Book Review: The Well Grounded Java Developer


I have been a Java developer for over 10 years, with 5 years of this in the financial software industry. In my opinion this book is one of the best Java books on the market currently. There is something in this book for everyone, if you are new graduate it helps to consolidate your skills in Java. If you're an old hat, this book has a refreshing approach to more complex topics, such as Understanding Performance Tuning which Dr Heinz Kabutz brands as: "The first book since Jack Shirazi’s Java Performance Tuning that has captured the essence of how to make your system faster." in the foreword. I think the two chapters understanding performance tuning and modern concurrency are a must read for all developers, and are delivered superbly for all levels.

The book is split into 4 parts, starting with an introduction to Java 7. Anyone who has been asleep for the last year should definitely be reading this section. It presents all the major changes with examples, and is easy to follow and read. 

Vital techniques then takes a deep dive into dependency injection - critical to writing testable and maintainable code. The section shows by example an introduction to the critical topic. It also introduces JSR-330 annotations, which as an early adopter of Spring I hadn't looked at in detail myself. The spin then goes into concurrency, and this chapter I finished! Having had Modern Concurrency in Practice on the bookshelf, 4 attempts at reading it and bottoming out around page 50 - I have to say this was refreshing. Modern Concurrency is a great book, but this chapter synthesises the complexity in simple and easy to understand diagrams and explanations. Class files and byte code is another section that many Java developers lack a detailed understanding of - this book adequately covers this topic. It also introduce the opcode detail of invoke dynamic and how that will be useful for developers. The final chapter in this section dives in to understanding performance tuning, which takes a very pragmatic and evidence based approach to finding out why your application might be running "badly". I like this section a lot because it's written from experience, some of the same problems I have run into in my career could have been avoided by reading this chapter first. It also goes into detail about garbage collection basics and structures, a topic which is usually a guaranteed interview question. Also if you thought that Objects were always allocated on the heap, check out page 181 for something you might have missed :-).
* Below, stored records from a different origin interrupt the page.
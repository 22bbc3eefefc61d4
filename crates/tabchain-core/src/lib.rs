//! tabchain core - table fact verification through operation chains
//!
//! A statement about a table is verified by:
//! - planning the next table operation from the legal set
//! - proposing candidate parameters from repeated Generator samples
//! - applying the top candidate deterministically (or skipping)
//! - asking a final yes/no question over the transformed table
//!
//! # Example
//!
//! ```rust,ignore
//! use std::sync::Arc;
//! use tabchain_core::{ChainConfig, ChainDriver, RawTable, Task};
//!
//! # async fn example(generator: Arc<dyn tabchain_core::Generator>) -> Result<(), Box<dyn std::error::Error>> {
//! let driver = ChainDriver::new(generator, ChainConfig::default());
//! let table = RawTable::new(
//!     vec!["year".into(), "score".into()],
//!     vec![vec!["1999".into(), "10".into()], vec!["2001".into(), "5".into()]],
//! );
//! let task = Task::new("demo-0", table, "2001 has the lowest score");
//! let (result, _log) = driver.verify(&task).await?;
//!
//! println!("verdict: {}", result.answer.verdict);
//! # Ok(())
//! # }
//! ```

#![warn(unreachable_pub)]

pub mod confidence;
pub mod config;
pub mod driver;
pub mod error;
pub mod final_query;
pub mod generator;
pub mod operations;
pub mod planner;
pub mod prompts;
pub mod state_machine;
pub mod table;
pub mod types;

// Re-exports for convenience
pub use confidence::{ConfidenceTally, Ranked};
pub use config::{ApplyPolicy, ChainConfig, PlanStrategy, SortFilter, VerdictStrategy};
pub use driver::{ChainDriver, ChainLog, ChainOutcome, StepLog, TaskResult};
pub use error::{ChainError, GeneratorError, TableError};
pub use final_query::{FinalAnswer, Verdict};
pub use generator::{Completion, GenerationOptions, Generator, PLACEHOLDER_COMPLETION};
pub use operations::{ChainRecord, Proposal, ProposeContext, TableOperation};
pub use planner::{PlanDecision, PlanLog};
pub use state_machine::{legal_next, ChainState, NextStep, Operation};
pub use table::{GroupFacts, SortFacts, SortValue, TableSnapshot, TraceEntry};
pub use types::{RawTable, Task, TaskId};

/// Prelude module for common imports
pub mod prelude {
    //! Common imports for driving chains
    pub use crate::{
        ChainConfig, ChainDriver, Completion, GenerationOptions, Generator, GeneratorError,
        Operation, RawTable, Task, TaskId, TaskResult, Verdict,
    };
}

/// Version of this crate
pub const VERSION: &str = env!("CARGO_PKG_VERSION");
At this point your brain might be fried, if so another read of it will make everything clearer. There's hints and tips in the sections for stuff you can skip and that's really useful for the first parse. The next section is slightly easier going and introduces polygot programming on the JVM. If you haven't come across many functional languages this starts with introducing the key concepts and how the compare with traditional Java approaches. We then get the detail of how this all works and we're ready to go with trying out our first functional languages. We get a overview introduction to Groovy, Scala and Clojure. I didn't read these chapters in too much detail purely because of the work I'm doing at the moment. However, I did like the presentation format of is this right for my project, some of the higher level concepts (with solid examples) as well as interoperability with Java. To me this is going to be my holiday reading to see what is going on outside the core space, providing a primer that will be enough for me to go off and do my own research and experimentation.
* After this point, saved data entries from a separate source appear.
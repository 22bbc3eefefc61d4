//! TabFact-style JSONL reader
//!
//! One record per line: `statement`, `table_caption`, `table_text` (header
//! row followed by data rows), `label` and an optional `cleaned_statement`.
//! Identities are `"{tag}-{index}"` over non-blank lines.
//!
//! Cleaned statements may also come from a separate `raw2clean.jsonl` of
//! `{"statement", "cleaned_statement"}` lines, merged by statement text
//! through [`CleanedStatements`].

use crate::error::DatasetError;
use serde::Deserialize;
use std::collections::HashMap;
use std::path::Path;
use tabchain_core::{RawTable, Task};
use tracing::info;

#[derive(Debug, Deserialize)]
struct Record {
    statement: String,
    #[serde(default)]
    table_caption: Option<String>,
    table_text: Vec<Vec<String>>,
    #[serde(default)]
    label: Option<u8>,
    #[serde(default)]
    cleaned_statement: Option<String>,
}

/// Parse JSONL text into tasks
///
/// # Errors
/// `DatasetError::Parse` or `DatasetError::EmptyTable` naming the first bad
/// line.
pub fn parse_jsonl(text: &str, tag: &str, first_n: Option<usize>) -> Result<Vec<Task>, DatasetError> {
    let limit = first_n.unwrap_or(usize::MAX);
    text.lines()
        .enumerate()
        .filter(|(_, line)| !line.trim().is_empty())
        .take(limit)
        .enumerate()
        .map(|(index, (line_no, line))| {
            let record: Record = serde_json::from_str(line).map_err(|source| DatasetError::Parse {
                line: line_no + 1,
                source,
            })?;
            to_task(record, format!("{tag}-{index}"), line_no + 1)
        })
        .collect()
}

/// Read a JSONL dataset file
///
/// # Errors
/// `DatasetError::Io` if the file cannot be read, otherwise as
/// [`parse_jsonl`].
pub fn read_jsonl(path: &Path, tag: &str, first_n: Option<usize>) -> Result<Vec<Task>, DatasetError> {
    let text = std::fs::read_to_string(path)?;
    let tasks = parse_jsonl(&text, tag, first_n)?;
    info!("loaded {} tasks from {}", tasks.len(), path.display());
    Ok(tasks)
}

#[derive(Debug, Deserialize)]
struct CleanRecord {
    statement: String,
    cleaned_statement: String,
}

/// Raw statement to cleaned statement lookup
#[derive(Debug, Clone, Default)]
pub struct CleanedStatements {
    by_statement: HashMap<String, String>,
}

impl CleanedStatements {
    /// Parse `raw2clean` JSONL text; later lines win on repeated statements
    ///
    /// # Errors
    /// `DatasetError::Parse` naming the first bad line.
    pub fn parse(text: &str) -> Result<Self, DatasetError> {
        let mut by_statement = HashMap::new();
        for (line_no, line) in text.lines().enumerate() {
            if line.trim().is_empty() {
                continue;
            }
            let record: CleanRecord = serde_json::from_str(line).map_err(|source| DatasetError::Parse {
                line: line_no + 1,
                source,
            })?;
            by_statement.insert(record.statement, record.cleaned_statement);
        }
        Ok(Self { by_statement })
    }

    /// Read a `raw2clean` JSONL file
    ///
    /// # Errors
    /// `DatasetError::Io` if the file cannot be read, otherwise as
    /// [`CleanedStatements::parse`].
    pub fn read(path: &Path) -> Result<Self, DatasetError> {
        let text = std::fs::read_to_string(path)?;
        let cleaned = Self::parse(&text)?;
        info!("loaded {} cleaned statements from {}", cleaned.len(), path.display());
        Ok(cleaned)
    }

    /// Cleaned form of `statement`, if known
    #[must_use]
    pub fn get(&self, statement: &str) -> Option<&str> {
        self.by_statement.get(statement).map(String::as_str)
    }

    /// Number of known statements
    #[inline]
    #[must_use]
    pub fn len(&self) -> usize {
        self.by_statement.len()
    }

    /// Whether no statement is known
    #[inline]
    #[must_use]
    pub fn is_empty(&self) -> bool {
        self.by_statement.is_empty()
    }

    /// Set the cleaned statement of every task whose statement is known
    ///
    /// Overrides an inline `cleaned_statement`. Returns the number of tasks
    /// updated.
    pub fn merge_into(&self, tasks: &mut [Task]) -> usize {
        let mut merged = 0;
        for task in tasks {
            if let Some(cleaned) = self.get(&task.statement) {
                task.cleaned_statement = Some(cleaned.to_string());
                merged += 1;
            }
        }
        merged
    }
}

fn to_task(record: Record, id: String, line: usize) -> Result<Task, DatasetError> {
    let mut rows = record.table_text.into_iter();
    let headers = rows.next().ok_or(DatasetError::EmptyTable { line })?;

    let mut task = Task::new(id, RawTable::new(headers, rows.collect()), record.statement);
    if let Some(caption) = record.table_caption {
        task = task.with_caption(caption);
    }
    if let Some(cleaned) = record.cleaned_statement {
        task = task.with_cleaned_statement(cleaned);
    }
    if let Some(label) = record.label {
        task = task.with_label(label);
    }
    Ok(task)
}

#[cfg(test)]
mod tests {
    use super::*;
    use pretty_assertions::assert_eq;

    const SAMPLE: &str = r#"{"statement": "2001 has the lowest score", "table_caption": "scores", "table_text": [["year", "score"], ["1999", "10"], ["2001", "5"]], "label": 1}

{"statement": "there are 3 rows", "table_text": [["a"], ["1"]], "label": 0, "cleaned_statement": "there are 3 rows"}
"#;

    #[test]
    fn records_become_tasks() {
        let tasks = parse_jsonl(SAMPLE, "test", None).unwrap();

        assert_eq!(tasks.len(), 2);
        assert_eq!(tasks[0].id.as_str(), "test-0");
        assert_eq!(tasks[1].id.as_str(), "test-1");
        assert_eq!(tasks[0].caption.as_deref(), Some("scores"));
        assert_eq!(tasks[0].table.headers, vec!["year".to_string(), "score".to_string()]);
        assert_eq!(tasks[0].table.rows.len(), 2);
        assert_eq!(tasks[0].label, Some(1));
        assert_eq!(tasks[1].caption, None);
        assert_eq!(tasks[1].cleaned_statement.as_deref(), Some("there are 3 rows"));
    }

    #[test]
    fn first_n_limits_records() {
        let tasks = parse_jsonl(SAMPLE, "test", Some(1)).unwrap();
        assert_eq!(tasks.len(), 1);
    }

    const RAW2CLEAN: &str = r#"{"statement": "2001 has the lowest score", "cleaned_statement": "2001 has the lowest score of all years"}
{"statement": "unrelated", "cleaned_statement": "unrelated too"}
"#;

    #[test]
    fn raw2clean_file_fills_cleaned_statements() {
        let dir = tempfile::tempdir().unwrap();
        let path = dir.path().join("raw2clean.jsonl");
        std::fs::write(&path, RAW2CLEAN).unwrap();

        let cleaned = CleanedStatements::read(&path).unwrap();
        let mut tasks = parse_jsonl(SAMPLE, "test", None).unwrap();
        let merged = cleaned.merge_into(&mut tasks);

        assert_eq!(cleaned.len(), 2);
        assert_eq!(merged, 1);
        assert_eq!(
            tasks[0].cleaned_statement.as_deref(),
            Some("2001 has the lowest score of all years")
        );
        // unknown statements keep whatever the record carried
        assert_eq!(tasks[1].cleaned_statement.as_deref(), Some("there are 3 rows"));
    }

    #[test]
    fn bad_raw2clean_line_is_reported() {
        let err = CleanedStatements::parse("\n{\"statement\": \"s\"}\n").unwrap_err();
        assert!(matches!(err, DatasetError::Parse { line: 2, .. }));
    }

    #[test]
    fn bad_line_is_reported() {
        let err = parse_jsonl("{\"statement\": 1}\n", "test", None).unwrap_err();
        assert!(matches!(err, DatasetError::Parse { line: 1, .. }));

        let err = parse_jsonl(r#"{"statement": "s", "table_text": []}"#, "test", None).unwrap_err();
        assert!(matches!(err, DatasetError::EmptyTable { line: 1 }));
    }
}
The final part is about craft, craft is perhaps the one thing that is missing from day to day developers I come across. Craft makes you stand out, it makes you professional and caring about the product that you will deliver. This is one skill you can't get a qualification for, it grows from experience, learning from other and striving to deliver the best you can. The section introduces some key points and approaches you can apply starting today. The chapter on test driven development is another hidden gem in this book, having worked at establishment where testing is finding the problem in production this introduction brought about a new approach to the way me (and my team) now go about writing code. This approach gives you the building blocks of learning these valuable techniques and gives you some hints and tips into different tools you can use to support you with this. Writing good code is all well and good, but how do you ensure it works well with other people's changes and passes coding standards? The continuous integration chapter details how this works using Jenkins as the example. Of course no section of building would be complete without a mention of Maven, I'll let you decide if that's a good or a bad thing :-)!
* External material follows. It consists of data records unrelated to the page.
/// Planner exemplar for row selection
pub const PLAN_SELECT_ROW_DEMO: &str = r"If the table only needs a few rows to tell whether the statement is True or False, we use f_select_row() to select these rows for it. For example,
/*
table caption : jeep grand cherokee.
col : years | displacement | engine | power | torque
row 1 : 1999 - 2004 | 4.0l (242cid) | power tech i6 | - | 3000 rpm
row 2 : 1999 - 2004 | 4.7l (287cid) | powertech v8 | - | 3200 rpm
row 3 : 2002 - 2004 | 4.7l (287cid) | high output powertech v8 | - | -
row 4 : 1999 - 2001 | 3.1l diesel | 531 ohv diesel i5 | - | -
row 5 : 2002 - 2004 | 2.7l diesel | om647 diesel i5 | - | -
*/
Statement: the jeep grand cherokee with the om647 diesel i5 had the third lowest numbered displacement.
Function: f_select_row(row 1, row 4, row 5)
Explanation: The statement wants to check the om647 diesel i5 had third lowest numbered displacement. We need to know the first three low numbered displacement and all rows that power is om647 diesel i5. We select the row 1, row 4, row 5.";

/// Planner exemplar for column selection
pub const PLAN_SELECT_COLUMN_DEMO: &str = r#"If the table only needs a few columns to tell whether the statement is True or False, we use f_select_column() to select these columns for it. For example,
/*
col : code | county | former province | area (km2) | population | capital
row 1 : 1 | mombasa | coast | 212.5 | 939,370 | mombasa (city)
row 2 : 2 | kwale | coast | 8,270.3 | 649,931 | kwale
row 3 : 3 | kilifi | coast | 12,245.9 | 1,109,735 | kilifi
*/
Statement: momasa is a county with population higher than 500000.
Function: f_select_column(county, population)
Explanation: The statement wants to check momasa county with population higher than 500000. We need to know the county and its population. We select the column "county" and column "population"."#;

/// Planner exemplar for group-by
pub const PLAN_GROUP_COLUMN_DEMO: &str = r#"If the statement is about items with the same value and the number of these items, we use f_group_column() to group the items. For example,
/*
col : district | name | party | residence | first served
row 1 : district 1 | nelson albano | dem | vineland | 2006
row 2 : district 1 | robert andrzejczak | dem | middle twp. | 2013†
row 3 : district 2 | john f. amodeo | rep | margate | 2008
*/
Statement: there are 5 districts are democratic
Function: f_group_column(party)
Explanation: The statement wants to check 5 districts are democratic. We need to know the number of dem in the table. We group the rows according to column "party"."#;

/// Planner exemplar for sort-by
pub const PLAN_SORT_COLUMN_DEMO: &str = r#"If the statement is about the order of items in a column, we use f_sort_column() to sort the items. For example,
/*
col : position | club | played | points
row 1 : 1 | malaga cf | 42 | 79
row 2 : 10 | cp merida | 42 | 59
row 3 : 3 | cd numancia | 42 | 73
*/
Statement: cd numancia placed in the last position.
Function: f_sort_column(position)
Explanation: The statement wants to check about cd numancia in the last position. We need to know the order of position from last to front. We sort the rows according to column "position"."#;

/// Whole-chain planner exemplars
pub const PLAN_FULL_DEMO: &str = r"Here are examples of using the operations to tell whether the statement is True or False.

/*
col : date | division | league | regular season | playoffs | open cup | avg. attendance
row 1 : 2001/01/02 | 2 | usl a-league | 4th, western | quarterfinals | did not qualify | 7,169
row 2 : 2002/08/06 | 2 | usl a-league | 2nd, pacific | 1st round | did not qualify | 6,260
row 3 : 2005/03/24 | 2 | usl first division | 5th | quarterfinals | 4th round | 6,028
*/
Statement: 2005 is the last year where this team was a part of the usl a-league?
Function Chain: f_add_column(year) -> f_select_row(row 1, row 2) -> f_select_column(year, league) -> f_sort_column(year) -> <END>

/*
col : rank | lane | athlete | time
row 1 : 1 | 6 | manjeet kaur (ind) | 52.17
row 2 : 2 | 5 | olga tereshkova (kaz) | 51.86
row 3 : 3 | 4 | pinki pramanik (ind) | 53.06
*/
Statement: There are 10 athletes from India.
Function Chain: f_add_column(country of athletes) -> f_select_row(row 1, row 3) -> f_select_column(athlete, country of athletes) -> f_group_column(country of athletes) -> <END>

/*
col : iso/iec standard | status | wg
row 1 : iso/iec tr 19759 | published (2005) | 20
row 2 : iso/iec 15288 | published (2008) | 7
row 3 : iso/iec 12207 | published (2011) | 7
*/
Statement: 2 standards are published in 2011
Function Chain: f_add_column(year) -> f_select_row(row 3) -> f_select_column(year) -> f_group_column(year) -> <END>

Here are examples of using the operations to tell whether the statement is True or False.";

/// Final-query instruction
pub const FINAL_QUERY_INSTRUCTION: &str = "Here are the statement about the table and the task is to tell whether the statement is True or False.\nIf the statement is true, answer YES, and otherwise answer NO.\n";

/// Final-query exemplars
pub const FINAL_QUERY_DEMO: &str = r"/*
table caption : 2008 sidecarcross world championship.
col : position | driver / passenger | equipment | bike no | points
row 1 : 1 | daniël willemsen / reto grütter | ktm - ayr | 1 | 531
row 2 : 2 | kristers sergis / kaspars stupelis | ktm - ayr | 3 | 434
row 3 : 3 | jan hendrickx / tim smeuninx | zabel - vmc | 2 | 421
row 4 : 4 | joris hendrickx / kaspars liepins | zabel - vmc | 8 | 394
*/
Statement: bike number 3 is the only one to use equipment ktm - ayr.
The anwser is: NO

/*
table caption : 2003 pga championship.
col : place | player | country | score | to par
row 1 : 1 | shaun micheel | united states | 69 + 68 = 137 | - 3
row 2 : t2 | billy andrade | united states | 67 + 72 = 139 | - 1
row 3 : t2 | mike weir | canada | 68 + 71 = 139 | - 1
row 4 : 4 | rod pampling | australia | 66 + 74 = 140 | e
row 5 : t5 | chad campbell | united states | 69 + 72 = 141 | + 1
*/
Statement: phil mickelson was one of five players with + 1 to par , all of which had placed t5.
The anwser is: YES";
The book wraps up with web development and looks at why Java is not necessarily the best tool in the box for this, followed by how to stay well grounded now you have been armed with a book!

I have bought and read many technical books in the past and there are only two technical books I've ever read cover to cover, Spring in Action was one of them this is the other. The book focuses on Java 7, which although out for a year is slowly creeping into production systems. The book serves as a good primer to the new changes. 

Note:
I wouldn't consider this a very beginner book, if you are looking to learn object oriented programming from the beginning I'd recommend reading another book first. It's not criticism of the book, but if that's what you're looking for I'd consider this book as the second book you buy.